TASK GOAL:
Please give again, word for word, the lines that lie between the start of the listing below and the line with "never see the", both included.

◇ ◇ ◇ ◇

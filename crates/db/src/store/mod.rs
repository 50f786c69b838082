//! The document store contract and its backends.
//!
//! A store holds JSON object documents grouped into named collections. Callers
//! never see the backend; they receive an `Arc<dyn DocumentStore>` at startup
//! and pass `&dyn DocumentStore` to the repositories.

mod memory;
mod postgres;

use async_trait::async_trait;
use serde::de::DeserializeOwned;
use serde_json::Value;
use workaround_core::types::DocumentId;

pub use memory::MemoryDocumentStore;
pub use postgres::PgDocumentStore;

/// Equality filter on top-level document fields. An empty filter matches
/// every document in the collection.
pub type Filter = serde_json::Map<String, Value>;

/// Build a single-field equality filter.
pub fn filter_eq(field: &str, value: impl Into<Value>) -> Filter {
    let mut filter = Filter::new();
    filter.insert(field.to_string(), value.into());
    filter
}

/// A stored document: the id assigned on insert plus the JSON body.
#[derive(Debug, Clone, PartialEq)]
pub struct Document {
    pub id: DocumentId,
    pub body: Value,
}

impl Document {
    /// Deserialize the body into a typed record.
    ///
    /// Missing required fields or mistyped values become
    /// [`StoreError::Malformed`] naming the collection and document id.
    pub fn decode<T: DeserializeOwned>(self, collection: &str) -> Result<(DocumentId, T), StoreError> {
        match serde_json::from_value(self.body) {
            Ok(record) => Ok((self.id, record)),
            Err(e) => Err(StoreError::Malformed {
                collection: collection.to_string(),
                id: self.id,
                reason: e.to_string(),
            }),
        }
    }
}

#[derive(Debug, thiserror::Error)]
pub enum StoreError {
    /// The backend could not be reached or failed while executing.
    #[error("Store unavailable: {0}")]
    Unavailable(String),

    /// An insert collided with a unique index.
    #[error("Duplicate value violates unique index {index}")]
    Duplicate { index: String },

    /// A stored document does not match the record type it was read as.
    #[error("Malformed {collection} document {id}: {reason}")]
    Malformed {
        collection: String,
        id: DocumentId,
        reason: String,
    },

    /// A record could not be converted into a JSON object for insertion.
    #[error("Invalid document: {0}")]
    InvalidDocument(String),
}

impl From<sqlx::Error> for StoreError {
    fn from(err: sqlx::Error) -> Self {
        if let sqlx::Error::Database(db_err) = &err {
            // PostgreSQL unique constraint violation: error code 23505
            if db_err.code().as_deref() == Some("23505") {
                let index = db_err.constraint().unwrap_or("unknown");
                if index.starts_with("uq_") {
                    return StoreError::Duplicate {
                        index: index.to_string(),
                    };
                }
            }
        }
        StoreError::Unavailable(err.to_string())
    }
}

/// Collection-oriented persistence used by every repository.
#[async_trait]
pub trait DocumentStore: Send + Sync {
    /// Return the oldest document in `collection` matching `filter`.
    async fn find_one(&self, collection: &str, filter: &Filter) -> Result<Option<Document>, StoreError>;

    /// Fetch a document by id. Ids that are not valid for the backend
    /// simply match nothing.
    async fn find_by_id(&self, collection: &str, id: &str) -> Result<Option<Document>, StoreError>;

    /// Return up to `limit` matching documents in insertion order.
    async fn find_many(
        &self,
        collection: &str,
        filter: &Filter,
        limit: i64,
    ) -> Result<Vec<Document>, StoreError>;

    /// Insert a JSON object and return its generated id.
    async fn insert_one(&self, collection: &str, record: Value) -> Result<DocumentId, StoreError>;

    /// Names of collections holding at least one document, sorted.
    async fn list_collections(&self) -> Result<Vec<String>, StoreError>;

    /// Cheap reachability probe.
    async fn ping(&self) -> Result<(), StoreError>;
}

/// Serialize a record and check that it is a JSON object.
pub fn encode_record<T: serde::Serialize>(record: &T) -> Result<Value, StoreError> {
    let value =
        serde_json::to_value(record).map_err(|e| StoreError::InvalidDocument(e.to_string()))?;
    if !value.is_object() {
        return Err(StoreError::InvalidDocument(
            "document body must be a JSON object".to_string(),
        ));
    }
    Ok(value)
}

/// `true` when every filter field is present in `body` with an equal value.
pub(crate) fn matches(body: &Value, filter: &Filter) -> bool {
    filter
        .iter()
        .all(|(field, expected)| body.get(field) == Some(expected))
}
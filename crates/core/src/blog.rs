//! Blog post constants and validators.

use std::sync::LazyLock;

use regex::Regex;

use crate::error::CoreError;

/// Maximum number of posts returned by the public feed.
pub const FEED_LIMIT: i64 = 20;

/// Maximum length for a post slug in characters.
pub const MAX_SLUG_LENGTH: usize = 120;

/// Lowercase words separated by single hyphens, e.g. `stop-working-weekends`.
pub const SLUG_PATTERN: &str = r"^[a-z0-9]+(?:-[a-z0-9]+)*$";

static SLUG_RE: LazyLock<Regex> =
    LazyLock::new(|| Regex::new(SLUG_PATTERN).expect("valid regex"));

/// Validate a post slug: non-empty, within length limit, URL-safe.
pub fn validate_slug(slug: &str) -> Result<(), CoreError> {
    if slug.is_empty() {
        return Err(CoreError::Validation("Slug must not be empty".to_string()));
    }
    if slug.len() > MAX_SLUG_LENGTH {
        return Err(CoreError::Validation(format!(
            "Slug must be at most {MAX_SLUG_LENGTH} characters"
        )));
    }
    if !SLUG_RE.is_match(slug) {
        return Err(CoreError::Validation(format!(
            "Invalid slug '{slug}'. Use lowercase letters, digits and single hyphens"
        )));
    }
    Ok(())
}
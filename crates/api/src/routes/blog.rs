//! Route definitions for the blog feed.

use axum::routing::get;
use axum::Router;

use crate::handlers::blog;
use crate::state::AppState;

/// ```text
/// GET  /blog    -> list_posts
/// POST /blog    -> create_post
/// ```
pub fn router() -> Router<AppState> {
    Router::new().route("/blog", get(blog::list_posts).post(blog::create_post))
}
//! Document store collection names.
//!
//! These match the lowercase record names used by the existing data set, so
//! accounts live in `user` rather than `account`.

pub const ACCOUNTS: &str = "user";
pub const SESSIONS: &str = "session";
pub const BLOG_POSTS: &str = "blogpost";
pub const CONTACT_MESSAGES: &str = "contactmessage";
use std::sync::Arc;

use workaround_db::DocumentStore;

use crate::auth::AuthService;
use crate::config::ServerConfig;

/// Shared application state available to all Axum handlers via `State<AppState>`.
///
/// This is cheaply cloneable (inner data is behind `Arc`).
#[derive(Clone)]
pub struct AppState {
    /// Document store shared by every repository call.
    pub store: Arc<dyn DocumentStore>,
    /// Signup, login and token validation over the same store.
    pub auth: AuthService,
    /// Server configuration.
    pub config: Arc<ServerConfig>,
}

impl AppState {
    pub fn new(store: Arc<dyn DocumentStore>, config: Arc<ServerConfig>) -> Self {
        let auth = AuthService::new(Arc::clone(&store), config.session_policy());
        Self {
            store,
            auth,
            config,
        }
    }
}
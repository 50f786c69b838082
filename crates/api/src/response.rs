//! Shared response envelope types for API handlers.
//!
//! Content endpoints respond with a `{ "data": ... }` envelope. Use
//! [`DataResponse`] instead of ad-hoc `serde_json::json!({ "data": ... })`.
//! The auth endpoints return their payload unwrapped.

use serde::Serialize;

/// Standard `{ "data": T }` response envelope.
///
/// ```ignore
/// Ok(Json(DataResponse { data: posts }))
/// ```
#[derive(Debug, Serialize)]
pub struct DataResponse<T: Serialize> {
    pub data: T,
}
//! Document persistence for the Workaround API.
//!
//! - [`store`] -- the [`DocumentStore`] contract plus Postgres and in-memory backends.
//! - [`models`] -- typed records mapped from stored documents.
//! - [`repositories`] -- per-collection access built on a `&dyn DocumentStore`.

use sqlx::postgres::PgPoolOptions;

pub mod models;
pub mod repositories;
pub mod store;

pub use store::{Document, DocumentStore, Filter, MemoryDocumentStore, PgDocumentStore, StoreError};

pub type DbPool = sqlx::PgPool;

/// Create a connection pool from a database URL.
pub async fn create_pool(database_url: &str, max_connections: u32) -> Result<DbPool, sqlx::Error> {
    PgPoolOptions::new()
        .max_connections(max_connections)
        .connect(database_url)
        .await
}

/// Round-trip a trivial query to confirm the pool can reach the server.
pub async fn health_check(pool: &DbPool) -> Result<(), sqlx::Error> {
    sqlx::query("SELECT 1").execute(pool).await?;
    Ok(())
}

/// Apply the embedded migrations in `crates/db/migrations`.
pub async fn run_migrations(pool: &DbPool) -> Result<(), sqlx::migrate::MigrateError> {
    sqlx::migrate!("./migrations").run(pool).await
}
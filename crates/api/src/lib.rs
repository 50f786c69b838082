//! Workaround API server library.
//!
//! Exposes the building blocks (config, state, auth, error handling, routes)
//! so integration tests and the binary entrypoint can both access them.

pub mod auth;
pub mod config;
pub mod error;
pub mod handlers;
pub mod middleware;
pub mod response;
pub mod router;
pub mod routes;
pub mod state;
#[derive(Debug, thiserror::Error)]
pub enum CoreError {
    #[error("Validation failed: {0}")]
    Validation(String),

    #[error("Unauthorized: {0}")]
    Unauthorized(String),
}

/// Failures surfaced by signup, login and session validation.
///
/// `InvalidCredentials` deliberately covers both an unknown email and a wrong
/// password so callers cannot tell which one occurred.
#[derive(Debug, thiserror::Error)]
pub enum AuthError {
    #[error("Validation failed: {0}")]
    Validation(String),

    #[error("Email already in use")]
    EmailInUse,

    #[error("Invalid credentials")]
    InvalidCredentials,

    #[error("Storage unavailable: {0}")]
    StorageUnavailable(String),
}
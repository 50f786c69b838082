//! Handlers for the `/auth` resource (signup, login, me).

use axum::extract::State;
use axum::Json;
use serde::{Deserialize, Serialize};

use crate::auth::{AuthSession, AuthenticatedAccount};
use crate::error::AppResult;
use crate::middleware::auth::AuthUser;
use crate::response::DataResponse;
use crate::state::AppState;

// ---------------------------------------------------------------------------
// Request / response types
// ---------------------------------------------------------------------------

/// Request body for `POST /auth/signup`.
#[derive(Debug, Deserialize)]
pub struct SignupRequest {
    pub name: String,
    pub email: String,
    pub password: String,
}

/// Request body for `POST /auth/login`.
#[derive(Debug, Deserialize)]
pub struct LoginRequest {
    pub email: String,
    pub password: String,
}

/// Successful authentication response returned by signup and login.
#[derive(Debug, Serialize)]
pub struct AuthResponse {
    /// Opaque session token, sent back as `Authorization: Bearer <token>`.
    pub token: String,
    pub name: String,
    pub email: String,
}

impl From<AuthSession> for AuthResponse {
    fn from(session: AuthSession) -> Self {
        Self {
            token: session.token,
            name: session.name,
            email: session.email,
        }
    }
}

// ---------------------------------------------------------------------------
// Handlers
// ---------------------------------------------------------------------------

/// POST /api/v1/auth/signup
///
/// Create an account and return a session token for it.
pub async fn signup(
    State(state): State<AppState>,
    Json(input): Json<SignupRequest>,
) -> AppResult<Json<AuthResponse>> {
    let session = state
        .auth
        .signup(&input.name, &input.email, &input.password)
        .await?;
    Ok(Json(session.into()))
}

/// POST /api/v1/auth/login
///
/// Authenticate with email + password. Every successful login opens a new
/// session; earlier tokens stay valid.
pub async fn login(
    State(state): State<AppState>,
    Json(input): Json<LoginRequest>,
) -> AppResult<Json<AuthResponse>> {
    let session = state.auth.login(&input.email, &input.password).await?;
    Ok(Json(session.into()))
}

/// GET /api/v1/auth/me
///
/// Return the account that owns the presented session token.
pub async fn me(user: AuthUser) -> AppResult<Json<DataResponse<AuthenticatedAccount>>> {
    Ok(Json(DataResponse {
        data: AuthenticatedAccount {
            id: user.account_id,
            name: user.name,
            email: user.email,
            role: user.role,
        },
    }))
}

◇ ◇ ◇ ◇

RESPONSE:
filename crates/db/src/store/mod.rs
repository 50f786c69b838082
//! The document store contract and its backends.
//!
//! A store holds JSON object documents grouped into named collections. Callers
//! never see the backend; they receive an `Arc<dyn DocumentStore>` at startup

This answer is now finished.